Over the last three budget years, it appears that all pass-through appropriations have been made by verbal or written direction but few, if any, were approved by a vote of the Legislature. Usually these appropriations occur through the Tourism, Agriculture or Commerce state agencies.

A few months ago I wrote about the role that the new transperancy tools such as OpenBooks.Ok.gov or Data.Ok.gov are playing in exposing these appropriations. In the past, a pass-through might never have received public purview. However, as you may recall, I wrote about how even though pass-through laws were not being approved by a vote of the Legislature. We could use Open Books to see the ongoing expenditures to an entity simply known as “A Pocket Full Of Hope,” which had previously received statutory pass-throughs. This brought into question the possibility that well-placed legislators were continuing to give orders to agencies to pass-through the money without a vote of the Legislature ever approving the expenditure.

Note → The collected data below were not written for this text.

// ==================== USER RECORD ACCESS ====================
// All decision logic for the users collection lives here; the api
// layer only translates AppError variants into HTTP statuses.

use crate::{
    database::MongoDB,
    models::{CreateUserRequest, UpdateUserRequest, User, UserFilter, UserResponse},
    utils::error::AppError,
};
use futures::stream::StreamExt;
use mongodb::bson::{doc, oid::ObjectId, Document};
use mongodb::options::ReturnDocument;
use serde_json::Value;

const COLLECTION: &str = "users";

/// Outcome of a failed bulk create.
///
/// Inserts are sequential and non-transactional: records committed
/// before the first failure stay persisted, and `Partial` reports them
/// back to the caller together with the failing index.
#[derive(Debug)]
pub enum CreateUsersError {
    NotAnArray,
    Partial {
        error: String,
        failed_index: usize,
        inserted: Vec<UserResponse>,
    },
}

fn as_user_array(payload: &Value) -> Result<&Vec<Value>, CreateUsersError> {
    payload.as_array().ok_or(CreateUsersError::NotAnArray)
}

/// POST /users - inserts each object one at a time, awaiting each
/// insert before starting the next. Stops at the first failure.
pub async fn create_users(
    db: &MongoDB,
    payload: &Value,
) -> Result<Vec<UserResponse>, CreateUsersError> {
    let items = as_user_array(payload)?;

    let collection = db.collection::<User>(COLLECTION);
    let mut inserted: Vec<UserResponse> = Vec::with_capacity(items.len());

    for (index, item) in items.iter().enumerate() {
        let request: CreateUserRequest = match serde_json::from_value(item.clone()) {
            Ok(request) => request,
            Err(e) => {
                return Err(CreateUsersError::Partial {
                    error: format!("Invalid user object: {}", e),
                    failed_index: index,
                    inserted,
                });
            }
        };

        let mut user: User = request.into();
        match collection.insert_one(&user).await {
            Ok(result) => {
                user.id = result.inserted_id.as_object_id();
                inserted.push(UserResponse::from(user));
            }
            Err(e) => {
                log::error!("Insert failed at index {}: {}", index, e);
                return Err(CreateUsersError::Partial {
                    error: e.to_string(),
                    failed_index: index,
                    inserted,
                });
            }
        }
    }

    Ok(inserted)
}

/// Builds the find filter from the optional query selectors. A
/// selector contributes an exact-match clause iff present and
/// non-empty; clauses combine with logical AND.
pub fn build_filter(query: &UserFilter) -> Document {
    let mut filter = doc! {};

    if let Some(name) = query.name.as_deref().filter(|s| !s.is_empty()) {
        filter.insert("name", name);
    }
    if let Some(wyma_number) = query.wyma_number.as_deref().filter(|s| !s.is_empty()) {
        filter.insert("wyma_number", wyma_number);
    }
    if let Some(age_category) = query.age_category.as_deref().filter(|s| !s.is_empty()) {
        filter.insert("age_category", age_category);
    }
    if let Some(sex) = query.sex.as_deref().filter(|s| !s.is_empty()) {
        filter.insert("sex", sex);
    }

    filter
}

/// GET /users - all records matching the selectors, in the store's
/// natural order.
pub async fn find_users(db: &MongoDB, query: &UserFilter) -> Result<Vec<UserResponse>, AppError> {
    let filter = build_filter(query);
    log::debug!("Listing users with filter: {}", filter);

    let collection = db.collection::<User>(COLLECTION);
    let mut cursor = collection
        .find(filter)
        .await
        .map_err(|e| AppError::Database(e.to_string()))?;

    let mut users = Vec::new();
    while let Some(result) = cursor.next().await {
        let user = result.map_err(|e| AppError::Database(e.to_string()))?;
        users.push(UserResponse::from(user));
    }

    Ok(users)
}

fn parse_user_id(id: &str) -> Result<ObjectId, AppError> {
    ObjectId::parse_str(id).map_err(|_| AppError::InvalidRequest("Invalid user id".to_string()))
}

/// GET /users/{id}
pub async fn find_user_by_id(db: &MongoDB, id: &str) -> Result<UserResponse, AppError> {
    let object_id = parse_user_id(id)?;

    let collection = db.collection::<User>(COLLECTION);
    match collection.find_one(doc! { "_id": object_id }).await {
        Ok(Some(user)) => Ok(UserResponse::from(user)),
        Ok(None) => Err(AppError::NotFound("User not found".to_string())),
        Err(e) => Err(AppError::Database(e.to_string())),
    }
}

fn build_update(request: &UpdateUserRequest) -> Document {
    let mut update = doc! {};

    if let Some(wyma_number) = &request.wyma_number {
        update.insert("wyma_number", wyma_number);
    }
    if let Some(name) = &request.name {
        update.insert("name", name);
    }
    if let Some(age_category) = &request.age_category {
        update.insert("age_category", age_category);
    }
    if let Some(sex) = &request.sex {
        update.insert("sex", sex);
    }

    update
}

/// PUT /users/{id} - applies the present fields as a `$set` and
/// returns the post-update state. Omitted fields are preserved.
pub async fn update_user(
    db: &MongoDB,
    id: &str,
    request: &UpdateUserRequest,
) -> Result<UserResponse, AppError> {
    let object_id = parse_user_id(id)?;
    let update = build_update(request);

    let collection = db.collection::<User>(COLLECTION);

    // Empty payload: nothing to set, return the record as-is.
    if update.is_empty() {
        return match collection.find_one(doc! { "_id": object_id }).await {
            Ok(Some(user)) => Ok(UserResponse::from(user)),
            Ok(None) => Err(AppError::NotFound("User not found".to_string())),
            Err(e) => Err(AppError::Database(e.to_string())),
        };
    }

    match collection
        .find_one_and_update(doc! { "_id": object_id }, doc! { "$set": update })
        .return_document(ReturnDocument::After)
        .await
    {
        Ok(Some(user)) => Ok(UserResponse::from(user)),
        Ok(None) => Err(AppError::NotFound("User not found".to_string())),
        Err(e) => Err(AppError::InvalidRequest(e.to_string())),
    }
}

/// DELETE /users/{id} - permanent, no soft-delete.
pub async fn delete_user(db: &MongoDB, id: &str) -> Result<(), AppError> {
    let object_id = parse_user_id(id)?;

    let collection = db.collection::<User>(COLLECTION);
    match collection.find_one_and_delete(doc! { "_id": object_id }).await {
        Ok(Some(_)) => Ok(()),
        Ok(None) => Err(AppError::NotFound("User not found".to_string())),
        Err(e) => Err(AppError::Database(e.to_string())),
    }
}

I very much believe that with the implementation of these new tools, the work by the Oklahoma Council on Public Affairs, the attention provided by the press, and the new wave of reform minded lawmakers, the days of the legislative pass-through are very limited. In the past, it wasn’t easy to talk to other lawmakers about the need to end this practice. Today it is very different. A significant number of lawmakers have been disturbed by the recent reports and I think they are the catalyst to ending the practice as soon as next year. Those who continue to participate in these practices are now in the minority. I am glad to report that the days of the pork earmarks are limited.